A couple of days ago, Dear Abby's column had a question from an aunt to a 50-something, asking if she should tell her niece she was adopted, since her sister, the woman's adoptive mother had kept it a secret was now dead. Dear Abby's answer was an unequivocal "yes"...I suppose I would have added, you know the dynamics of the family, and what it might mean. Ultimately it is your decision (and perhaps she already knows.)

I tend not to give advice for other people. How are you going to open a conversation that should have been opened 50 years earlier by someone else? I would not want to be in that position.

That said, it's hard to believe at one time it was counseled not to tell children that they were adopted. (And I do know at least one family today who has not told.)

I remember a few times being asked in a Chinese restaurant by one of the servers if I was going to tell my daughter. Then she realized how silly she sounded and just kind of waved her hands at us (because it would be obvious to any observer)...but another server in another restaurant couldn't believe she was adopted because she felt we looked alike, and we kinda, sorta do sometimes in the right light, at least at that time...

It's hard not to tell when it is so obvious, but it really is the adopted person's right to know their history and their genetics.

I think we will see big changes in counsel regarding telling (v. not telling) about donated eggs and sperm and embryos...and...

It's a brave new world out there with a whole lotta choices there didn't use to be.

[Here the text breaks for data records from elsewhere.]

//! Retry policy for operations that may hit transient failures
//!
//! Sends never retry on their own. Callers that want retries wrap the call
//! in a [`RetryPolicy`], which only retries the error kinds it allows:
//! by default communication failures, never missing routes.

use crate::error::{ErrorKind, Result};
use std::future::Future;
use std::time::Duration;
use tracing::debug;

#[derive(Debug, Clone, PartialEq, Eq)]
pub struct RetryPolicy {
    /// Attempts after the first one
    pub max_retries: u32,
    /// Delay before the first retry, doubled after each one
    pub backoff: Duration,
    pub max_backoff: Duration,
    /// Error kinds worth retrying
    pub retry_on: Vec<ErrorKind>,
}

impl Default for RetryPolicy {
    fn default() -> Self {
        Self {
            max_retries: 3,
            backoff: Duration::from_millis(100),
            max_backoff: Duration::from_secs(5),
            retry_on: vec![ErrorKind::Communication],
        }
    }
}

impl RetryPolicy {
    /// A policy that runs the operation exactly once
    pub fn none() -> Self {
        Self {
            max_retries: 0,
            ..Self::default()
        }
    }

    pub fn with_max_retries(mut self, max_retries: u32) -> Self {
        self.max_retries = max_retries;
        self
    }

    pub fn with_backoff(mut self, backoff: Duration, max_backoff: Duration) -> Self {
        self.backoff = backoff;
        self.max_backoff = max_backoff;
        self
    }

    pub fn retry_on(mut self, kinds: impl IntoIterator<Item = ErrorKind>) -> Self {
        self.retry_on = kinds.into_iter().collect();
        self
    }

    pub fn should_retry(&self, kind: ErrorKind) -> bool {
        self.retry_on.contains(&kind)
    }

    /// Run `operation`, retrying allowed failures with exponential backoff
    pub async fn run<T, F, Fut>(&self, mut operation: F) -> Result<T>
    where
        F: FnMut() -> Fut,
        Fut: Future<Output = Result<T>>,
    {
        let mut backoff = self.backoff;
        let mut attempt = 0;

        loop {
            match operation().await {
                Ok(value) => return Ok(value),
                Err(e) if attempt < self.max_retries && self.should_retry(e.kind()) => {
                    attempt += 1;
                    debug!(
                        attempt,
                        max_retries = self.max_retries,
                        backoff_ms = backoff.as_millis() as u64,
                        error = %e,
                        "Retrying after failure"
                    );
                    tokio::time::sleep(backoff).await;
                    backoff = (backoff * 2).min(self.max_backoff);
                }
                Err(e) => return Err(e),
            }
        }
    }
}
//! Ensemble observability metrics
//!
//! Recorded through the `metrics` facade; installing an exporter is up to
//! the embedding process. Covers:
//! - route lookups
//! - command execution in the pipeline
//! - remote sends
//! - discovery events and cluster sizes

use std::time::{Duration, Instant};

/// Record the outcome of a route lookup ("hit" or "miss")
pub fn record_route_lookup(result: &'static str) {
    metrics::counter!("ensemble_route_lookups_total", "result" => result).increment(1);
}

/// Record pipeline command duration
pub fn record_command_duration(command: &'static str, duration: Duration) {
    metrics::histogram!(
        "ensemble_command_duration_seconds",
        "command" => command,
    )
    .record(duration.as_secs_f64());
}

/// Record a command outcome
pub fn record_command(command: &'static str, status: &'static str) {
    metrics::counter!(
        "ensemble_commands_total",
        "command" => command,
        "status" => status,
    )
    .increment(1);
}

/// Update the number of queued, not yet started, commands
pub fn record_queue_depth(depth: usize) {
    metrics::gauge!("ensemble_pipeline_queue_depth").set(depth as f64);
}

/// Record remote send duration
pub fn record_remote_send_duration(target_node: &str, duration: Duration) {
    metrics::histogram!(
        "ensemble_remote_send_duration_seconds",
        "target_node" => target_node.to_string(),
    )
    .record(duration.as_secs_f64());
}

/// Record remote send error
pub fn record_remote_error(target_node: &str, error_type: &str) {
    metrics::counter!(
        "ensemble_remote_errors_total",
        "target_node" => target_node.to_string(),
        "error_type" => error_type.to_string(),
    )
    .increment(1);
}

/// Record a discovery event (joined, left, refresh)
pub fn record_discovery_event(cluster: &str, event: &'static str) {
    metrics::counter!(
        "ensemble_discovery_events_total",
        "cluster" => cluster.to_string(),
        "event" => event,
    )
    .increment(1);
}

/// Update the routed node count of a cluster
pub fn record_cluster_nodes(cluster: &str, count: usize) {
    metrics::gauge!(
        "ensemble_cluster_nodes",
        "cluster" => cluster.to_string(),
    )
    .set(count as f64);
}

/// Guard for timing pipeline commands
pub struct CommandTimer {
    command: &'static str,
    start: Instant,
}

impl CommandTimer {
    pub fn new(command: &'static str) -> Self {
        Self {
            command,
            start: Instant::now(),
        }
    }

    /// Record success and duration
    pub fn success(self) {
        record_command_duration(self.command, self.start.elapsed());
        record_command(self.command, "ok");
    }

    /// Record error and duration
    pub fn error(self) {
        record_command_duration(self.command, self.start.elapsed());
        record_command(self.command, "error");
    }
}

/// Guard for timing remote sends
pub struct RemoteSendTimer {
    target_node: String,
    start: Instant,
}

impl RemoteSendTimer {
    pub fn new(target_node: &str) -> Self {
        Self {
            target_node: target_node.to_string(),
            start: Instant::now(),
        }
    }

    pub fn success(self) {
        record_remote_send_duration(&self.target_node, self.start.elapsed());
    }

    pub fn error(self, error_type: &str) {
        record_remote_send_duration(&self.target_node, self.start.elapsed());
        record_remote_error(&self.target_node, error_type);
    }
}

Not all of them are going to turn out hunky-dory. And we are on the cutting edge. That, of course, makes it harder for the children too, as they are walking a path hitherto unknown.

It's easier, in some ways, to be adopted if you look like your family, because it isn't the first thing people discern about you. Though for some adoptees there is a constant disconnect, whether one'sappearance fits or not. Some transracial adoptees say that sometimes they don't want to be taken to college by their parents, for instance, because at college no one knows them and they have the opportunity, for once in their lives, to be seen separate from the adoption issue, unless they wish to tell it.

Karin

Originally posted 2007-02-02 08:28:53.